Kritik: „Andere Länder, andere Sitten“ – das wäre wohl die sehr vereinfachte Sichtweise, um diese autobiografische Tragikomödie von Autorin und Regisseurin Lulu Wang zu beschreiben. In einem Film, der schnell zur hochtrabenden und moralinsauren Geschichte oder schlicht zum eigenwilligen Melodrama verkommen wäre, bekommt der Zuschauer einen einfühlsam präsentierten Einblick in ein ungewöhnliches Dilemma, bei dem sich cleverer Witz und aufrichtige Emotionalität die Wage halten.

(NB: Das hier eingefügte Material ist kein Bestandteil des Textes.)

//! # Registry
//!
//! The central authority of a UVN (§3, §4.11): owns membership, identity,
//! and the full set of generated tunnel configs, and packages them into
//! the bundles/packages cells and particles are handed. Everything here
//! is local computation over declarative state — no network I/O, no
//! tunnel, NAT or routing ownership, which belongs exclusively to the
//! agent running on each cell.

pub mod bundle;
pub mod errors;
pub mod registry;
pub mod rekey;

pub use bundle::{AgentConfig, ParticlePackage};
pub use errors::RegistryError;
pub use registry::Registry;
pub use rekey::RekeySpin;
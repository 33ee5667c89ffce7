//! # NetworkPlane
//!
//! Kernel-level plumbing the agent needs around its tunnel interfaces
//! (§4.6): IPv4 forwarding, NAT and MSS-clamp iptables rules, a local
//! kernel-route change observer, and the PID-file mutual exclusion that
//! keeps two agent processes from fighting over the same plane.

pub mod errors;
pub mod pidfile;
pub mod plane;
pub mod routes;

pub use errors::NetworkPlaneError;
pub use pidfile::PidFile;
pub use plane::{InterfacePlane, NetworkPlane};
pub use routes::{RouteDelta, RouteObserver};
//! Replay detection for identifier heights
//!
//! Identifiers only keep the creation height modulo `MAXIMUM_HEIGHT + 1`. The
//! full height is recovered by picking the wrap period nearest to the output's
//! actual height; an output whose identifier height lies too far below where it
//! appeared on chain is a replayed old output and is not credited.

use mwc_core::Identifier;

const HEIGHT_MODULUS: u128 = Identifier::MAXIMUM_HEIGHT as u128 + 1;

/// Identifier height lifted into the wrap period of `output_height`
///
/// Rounds `output_height / modulus` half up, then steps back one period if that
/// lands more than `overage_threshold` above the output.
pub fn unwrap_identifier_height(identifier_height: u64, output_height: u64, overage_threshold: u64) -> u128 {
    let output_height = u128::from(output_height);
    let periods = (2 * output_height + HEIGHT_MODULUS) / (2 * HEIGHT_MODULUS);
    let mut height = u128::from(identifier_height) + periods * HEIGHT_MODULUS;
    if height > output_height + u128::from(overage_threshold) && height >= HEIGHT_MODULUS {
        height -= HEIGHT_MODULUS;
    }
    height
}

/// Whether an output at `output_height` with this identifier height is a replay
pub fn is_replayed(
    identifier_height: u64,
    output_height: u64,
    overage_threshold: u64,
    replay_threshold: u64,
) -> bool {
    let height = unwrap_identifier_height(identifier_height, output_height, overage_threshold);
    let output_height = u128::from(output_height);
    output_height > height && output_height - height > u128::from(replay_threshold)
}

#[cfg(test)]
mod tests {
    use super::*;
    use proptest::prelude::*;

    const WEEK: u64 = 10_080;
    const MODULUS: u64 = Identifier::MAXIMUM_HEIGHT + 1;

    #[test]
    fn test_recent_identifier_is_accepted() {
        assert!(!is_replayed(1_300_000, 1_300_000, WEEK, WEEK));
        assert!(!is_replayed(1_300_000, 1_300_000 + WEEK, WEEK, WEEK));
        // created slightly above where it landed
        assert!(!is_replayed(1_300_100, 1_300_000, WEEK, WEEK));
    }

    #[test]
    fn test_old_identifier_is_replay() {
        assert!(is_replayed(1_300_000, 1_300_000 + WEEK + 1, WEEK, WEEK));
        assert!(is_replayed(10, 2_000_000, WEEK, WEEK));
    }

    #[test]
    fn test_wraparound() {
        // output just past a wrap, identifier height recorded just before it
        let output_height = MODULUS + 5;
        let identifier_height = MODULUS - 5;
        assert_eq!(
            unwrap_identifier_height(identifier_height, output_height, WEEK),
            u128::from(MODULUS - 5)
        );
        assert!(!is_replayed(identifier_height, output_height, WEEK, WEEK));

        // output just past a wrap, identifier already wrapped too
        assert_eq!(unwrap_identifier_height(3, output_height, WEEK), u128::from(MODULUS + 3));
    }

    #[test]
    fn test_rounds_half_up() {
        let half = MODULUS / 2;
        assert_eq!(unwrap_identifier_height(half, half - 1, WEEK), u128::from(half));
        // at exactly half a period the next period is chosen, then stepped back
        assert_eq!(unwrap_identifier_height(0, half, WEEK), 0);
    }

    proptest! {
        #[test]
        fn prop_matching_height_is_never_replay(height in 0u64..4 * MODULUS) {
            let identifier_height = height % MODULUS;
            prop_assert!(!is_replayed(identifier_height, height, WEEK, WEEK));
        }
    }
}
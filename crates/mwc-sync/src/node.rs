//! Chain node capability
//!
//! The scanner only needs a handful of read-only queries. The RPC client that
//! answers them (and its retry policy) belongs to the caller; any error it
//! returns aborts the sync pass.

use crate::Result;
use async_trait::async_trait;
use chrono::{DateTime, Utc};
use mwc_core::{BlockHash, Commitment};
use serde::{Deserialize, Serialize};

/// Chain tip
#[derive(Debug, Clone, Copy, PartialEq, Eq)]
pub struct Tip {
    /// Tip height (0 while the node is still syncing)
    pub height: u64,
    /// Tip block hash
    pub hash: BlockHash,
}

/// Block header fields the scanner uses
#[derive(Debug, Clone, Copy, PartialEq, Eq)]
pub struct Header {
    /// Block hash
    pub hash: BlockHash,
    /// Block timestamp
    pub timestamp: DateTime<Utc>,
}

/// Output PMMR index range covering a height range
#[derive(Debug, Clone, Copy, PartialEq, Eq)]
pub struct PmmrIndices {
    /// First output index
    pub start_index: u64,
    /// Last output index
    pub end_index: u64,
}

/// Output kind
#[derive(Debug, Clone, Copy, PartialEq, Eq, Hash, Serialize, Deserialize)]
pub enum OutputType {
    /// Block reward
    Coinbase,
    /// Regular transaction output
    Transaction,
}

/// Unspent output as listed by the node
#[derive(Debug, Clone, PartialEq, Eq)]
pub struct NodeOutput {
    /// Output commitment
    pub commitment: Commitment,
    /// Bulletproof range proof
    pub proof: Vec<u8>,
    /// Output kind
    pub output_type: OutputType,
    /// Height of the block that created the output
    pub height: u64,
}

/// One page of outputs
#[derive(Debug, Clone, PartialEq, Eq, Default)]
pub struct OutputPage {
    /// Highest index in the requested range
    pub highest_index: u64,
    /// Last index covered by this page
    pub last_retrieved_index: u64,
    /// Unspent outputs in the page
    pub outputs: Vec<NodeOutput>,
}

impl OutputPage {
    /// Whether more pages follow
    pub fn has_more(&self) -> bool {
        self.highest_index > self.last_retrieved_index
    }
}

/// Lookup result for a single output
#[derive(Debug, Clone, PartialEq, Eq, Default)]
pub struct OutputStatus {
    /// Height of the block containing the output, `None` if it is not unspent
    pub height: Option<u64>,
    /// Bulletproof range proof
    pub proof: Vec<u8>,
}

/// Lookup result for a kernel
#[derive(Debug, Clone, Copy, PartialEq, Eq, Default)]
pub struct KernelStatus {
    /// Height of the block containing the kernel, `None` if not found
    pub height: Option<u64>,
}

/// Read-only chain queries
#[async_trait]
pub trait Node: Send + Sync {
    /// Current tip
    async fn get_tip(&self) -> Result<Tip>;

    /// Header at `height`
    async fn get_header(&self, height: u64) -> Result<Header>;

    /// Output index range for blocks `start_height..=end_height`
    async fn get_pmmr_indices(&self, start_height: u64, end_height: u64) -> Result<PmmrIndices>;

    /// Unspent outputs with index in `start_index..=end_index`, at most `group_size` of them
    async fn get_outputs(&self, start_index: u64, end_index: u64, group_size: u64) -> Result<OutputPage>;

    /// Look up an output by commitment
    async fn get_output(&self, commitment: &Commitment) -> Result<OutputStatus>;

    /// Look up a kernel by excess within `min_height..=max_height`
    async fn get_kernel(&self, excess: &[u8], min_height: u64, max_height: u64) -> Result<KernelStatus>;
}
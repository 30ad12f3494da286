//! Age header grammar
//!
//! ```text
//! age-encryption.org/v1
//! -> X25519 <base64 ephemeral public key>
//! <base64 encrypted file key, wrapped at 64 columns>
//! --- <base64 mac>
//! ```
//!
//! All base64 is standard alphabet without padding.

use crate::keys::EncryptedFileKey;
use crate::{Error, Result, MAC_LENGTH, X25519_KEY_LENGTH};
use base64::engine::general_purpose::STANDARD_NO_PAD;
use base64::Engine;

/// First header line
pub const VERSION_LINE: &str = "age-encryption.org/v1";

/// Width stanza bodies are wrapped at
pub const STANZA_WRAPPED_BODY_LENGTH: usize = 64;

const STANZA_LINE_PREFIX: &str = "->";
const MAC_LINE_PREFIX: &str = "---";
const X25519_STANZA_TYPE: &str = "X25519";
const X25519_STANZA_ARGUMENTS: usize = 2;
const SCRYPT_STANZA_TYPE: &str = "scrypt";
const BASE64_PADDING: char = '=';

/// X25519 recipient stanza
#[derive(Debug, Clone, PartialEq, Eq)]
pub struct X25519Stanza {
    /// Sender's ephemeral X25519 public key
    pub ephemeral_public_key: [u8; X25519_KEY_LENGTH],
    /// File key sealed under the stanza wrap key
    pub encrypted_file_key: EncryptedFileKey,
}

/// Parsed header
#[derive(Debug, Clone, PartialEq, Eq)]
pub struct Header {
    /// The single recipient stanza
    pub stanza: X25519Stanza,
    /// Header MAC
    pub mac: [u8; MAC_LENGTH],
}

impl X25519Stanza {
    /// Header text up to and including the `---` that precedes the MAC
    pub fn header_without_mac(&self) -> String {
        let mut header = format!(
            "{}\n{} {} {}\n",
            VERSION_LINE,
            STANZA_LINE_PREFIX,
            X25519_STANZA_TYPE,
            STANDARD_NO_PAD.encode(self.ephemeral_public_key)
        );
        let body = STANDARD_NO_PAD.encode(self.encrypted_file_key);
        for start in (0..body.len()).step_by(STANZA_WRAPPED_BODY_LENGTH) {
            let end = (start + STANZA_WRAPPED_BODY_LENGTH).min(body.len());
            header.push_str(&body[start..end]);
            header.push('\n');
        }
        if body.len() % STANZA_WRAPPED_BODY_LENGTH == 0 {
            header.push('\n');
        }
        header.push_str(MAC_LINE_PREFIX);
        header
    }
}

/// Append the MAC to a header produced by [`X25519Stanza::header_without_mac`]
pub fn complete_header(mut header: String, mac: &[u8; MAC_LENGTH]) -> String {
    header.push(' ');
    header.push_str(&STANDARD_NO_PAD.encode(mac));
    header.push('\n');
    header
}

/// Split an age file into its header and binary payload
pub fn parse(age_file: &[u8]) -> Result<(Header, &[u8])> {
    let end_of_header = find_end_of_header(age_file).ok_or_else(Error::invalid_file)?;
    if !age_file[..end_of_header]
        .iter()
        .all(|&byte| is_printable(byte) || byte == b'\n')
    {
        return Err(Error::invalid_file());
    }
    let header =
        std::str::from_utf8(&age_file[..=end_of_header]).map_err(|_| Error::invalid_file())?;
    let payload = &age_file[end_of_header + 1..];

    if !header.starts_with(&format!("{}\n{} ", VERSION_LINE, STANZA_LINE_PREFIX)) {
        return Err(Error::invalid_file());
    }

    let stanza_prefix = format!("{} ", STANZA_LINE_PREFIX);
    let mut stanzas = Vec::new();
    let mut start_of_line = VERSION_LINE.len() + 1;
    while header[start_of_line..].starts_with(&stanza_prefix) {
        let end_of_line = line_end(header, start_of_line)?;
        let arguments: Vec<&str> = header[start_of_line + stanza_prefix.len()..end_of_line]
            .split(' ')
            .collect();
        if arguments[0] == SCRYPT_STANZA_TYPE {
            return Err(Error::invalid_file());
        }

        let mut body = String::new();
        start_of_line = end_of_line + 1;
        loop {
            let end_of_line = line_end(header, start_of_line)?;
            let line = &header[start_of_line..end_of_line];
            if line.len() > STANZA_WRAPPED_BODY_LENGTH {
                return Err(Error::invalid_file());
            }
            body.push_str(line);
            start_of_line = end_of_line + 1;
            if line.len() < STANZA_WRAPPED_BODY_LENGTH {
                break;
            }
        }
        if body.ends_with(BASE64_PADDING) {
            return Err(Error::invalid_file());
        }

        if arguments.len() == X25519_STANZA_ARGUMENTS && arguments[0] == X25519_STANZA_TYPE {
            match decode_x25519_stanza(arguments[1], &body) {
                Some(stanza) => stanzas.push(stanza),
                None => tracing::debug!("Skipping malformed X25519 stanza"),
            }
        } else {
            tracing::debug!(stanza_type = arguments[0], "Skipping unknown stanza");
        }
    }

    let mac_prefix = format!("{} ", MAC_LINE_PREFIX);
    if !header[start_of_line..].starts_with(&mac_prefix) {
        return Err(Error::invalid_file());
    }
    let end_of_line = line_end(header, start_of_line)?;
    if end_of_line + 1 != header.len() {
        return Err(Error::invalid_file());
    }
    let encoded_mac = &header[start_of_line + mac_prefix.len()..end_of_line];
    if encoded_mac.ends_with(BASE64_PADDING) || !is_base64(encoded_mac) {
        return Err(Error::invalid_file());
    }
    let mac: [u8; MAC_LENGTH] = STANDARD_NO_PAD
        .decode(encoded_mac)
        .map_err(|_| Error::invalid_file())?
        .try_into()
        .map_err(|_| Error::invalid_file())?;

    if stanzas.len() != 1 {
        return Err(Error::InvalidParameters("Invalid number of stanzas".to_string()));
    }
    let stanza = stanzas.remove(0);
    Ok((Header { stanza, mac }, payload))
}

/// Index of the newline ending the MAC line
fn find_end_of_header(age_file: &[u8]) -> Option<usize> {
    let marker = format!("\n{} ", MAC_LINE_PREFIX);
    let start = age_file
        .windows(marker.len())
        .position(|window| window == marker.as_bytes())?;
    let after_marker = start + marker.len();
    age_file[after_marker..]
        .iter()
        .position(|&byte| byte == b'\n')
        .map(|offset| after_marker + offset)
}

fn line_end(header: &str, start_of_line: usize) -> Result<usize> {
    header[start_of_line..]
        .find('\n')
        .map(|offset| start_of_line + offset)
        .ok_or_else(Error::invalid_file)
}

/// Malformed X25519 stanzas are skipped rather than rejected
fn decode_x25519_stanza(encoded_public_key: &str, body: &str) -> Option<X25519Stanza> {
    if encoded_public_key.ends_with(BASE64_PADDING)
        || !is_base64(encoded_public_key)
        || !is_base64(body)
    {
        return None;
    }
    let ephemeral_public_key = STANDARD_NO_PAD.decode(encoded_public_key).ok()?.try_into().ok()?;
    let encrypted_file_key = STANDARD_NO_PAD.decode(body).ok()?.try_into().ok()?;
    Some(X25519Stanza {
        ephemeral_public_key,
        encrypted_file_key,
    })
}

fn is_base64(encoded: &str) -> bool {
    !encoded.is_empty()
        && encoded
            .bytes()
            .all(|byte| byte.is_ascii_alphanumeric() || byte == b'+' || byte == b'/')
}

fn is_printable(byte: u8) -> bool {
    (0x20..=0x7e).contains(&byte)
}

#[cfg(test)]
mod tests {
    use super::*;

    fn stanza() -> X25519Stanza {
        X25519Stanza {
            ephemeral_public_key: [0x11; 32],
            encrypted_file_key: [0x22; 32],
        }
    }

    fn age_file(header: &str, payload: &[u8]) -> Vec<u8> {
        let mut file = header.as_bytes().to_vec();
        file.extend_from_slice(payload);
        file
    }

    #[test]
    fn test_header_text() {
        let header = complete_header(stanza().header_without_mac(), &[0x33; 32]);
        let lines: Vec<&str> = header.lines().collect();
        assert_eq!(lines[0], "age-encryption.org/v1");
        assert_eq!(lines[1], format!("-> X25519 {}", STANDARD_NO_PAD.encode([0x11; 32])));
        assert_eq!(lines[2], STANDARD_NO_PAD.encode([0x22; 32]));
        assert_eq!(lines[3], format!("--- {}", STANDARD_NO_PAD.encode([0x33; 32])));
        assert!(!header.contains('='));
    }

    #[test]
    fn test_body_wraps_into_a_single_short_line() {
        let header = stanza().header_without_mac();
        let body = STANDARD_NO_PAD.encode([0x22; 32]);
        assert!(body.len() < STANZA_WRAPPED_BODY_LENGTH);
        assert!(header.ends_with(&format!("\n{}\n{}", body, MAC_LINE_PREFIX)));
        assert_eq!(header.lines().count(), 4);
    }

    #[test]
    fn test_parse_splits_payload() {
        let header = complete_header(stanza().header_without_mac(), &[0x33; 32]);
        let file = age_file(&header, &[0xff, 0x00, b'\n', 0x80]);
        let (parsed, payload) = parse(&file).unwrap();
        assert_eq!(parsed.stanza, stanza());
        assert_eq!(parsed.mac, [0x33; 32]);
        assert_eq!(payload, &[0xff, 0x00, b'\n', 0x80]);
    }

    #[test]
    fn test_unknown_and_malformed_stanzas_are_skipped() {
        let good = stanza().header_without_mac();
        let extra = "-> ssh-ed25519 abc\nYWJj\n";
        let header = good.replacen("\n-> ", &format!("\n{}-> ", extra), 1);
        let file = complete_header(header, &[0x33; 32]);
        assert!(parse(file.as_bytes()).is_ok());

        let wrong_length = "-> X25519 YWJj\nYWJj\n";
        let header = good.replacen("\n-> ", &format!("\n{}-> ", wrong_length), 1);
        let file = complete_header(header, &[0x33; 32]);
        assert!(parse(file.as_bytes()).is_ok());
    }

    #[test]
    fn test_rejects_overlong_body_line() {
        let header = format!(
            "{}\n-> X25519 {}\n{}\n---",
            VERSION_LINE,
            STANDARD_NO_PAD.encode([0x11; 32]),
            "A".repeat(65)
        );
        let file = complete_header(header, &[0x33; 32]);
        assert!(matches!(parse(file.as_bytes()), Err(Error::InvalidParameters(_))));
    }

    #[test]
    fn test_rejects_missing_or_trailing_mac_line() {
        let header = stanza().header_without_mac();
        assert!(parse(header.as_bytes()).is_err());

        let mut file = complete_header(header, &[0x33; 32]).into_bytes();
        file.truncate(file.len() - 1);
        assert!(parse(&file).is_err());
    }

    #[test]
    fn test_rejects_short_mac() {
        let header = stanza().header_without_mac();
        let file = format!("{} {}\n", header, STANDARD_NO_PAD.encode([0x33; 31]));
        assert!(parse(file.as_bytes()).is_err());
    }
}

Gemeinsam mit Protagonistin Billi taucht der Zuschauer in eine Situation ein, die sich zunächst einmal schräg und falsch anfühlt. Erst mit der Zeit lernt Publikum und Hauptfigur, weshalb diese vollkommen andere Weltsicht vielleicht gar nicht so verkehrt ist.
Dabei ist besonders beeindruckend, wie leichtfüßig „The Farewell“ seine Thematik angeht. Ob es jetzt bittersüße Momente, mitreißende Streitereien, lockere Späße oder die global bekannte Anspannung ist, wenn die komplette Verwandtschaft an einem Tisch sitzt: Der Film blickt nachvollziehbar über den Tellerrand hinaus und bietet zur gleichen Zeit unglaublich sympathische Unterhaltung. Darüber hinaus sieht die Tragikomödie fantastisch aus. Vom intimen Close-Up bis zur Panoramaaufnahme der verfallen Häuserreihen findet der Film bei seiner geerdeten Thematik durchweg optische Besonderheiten.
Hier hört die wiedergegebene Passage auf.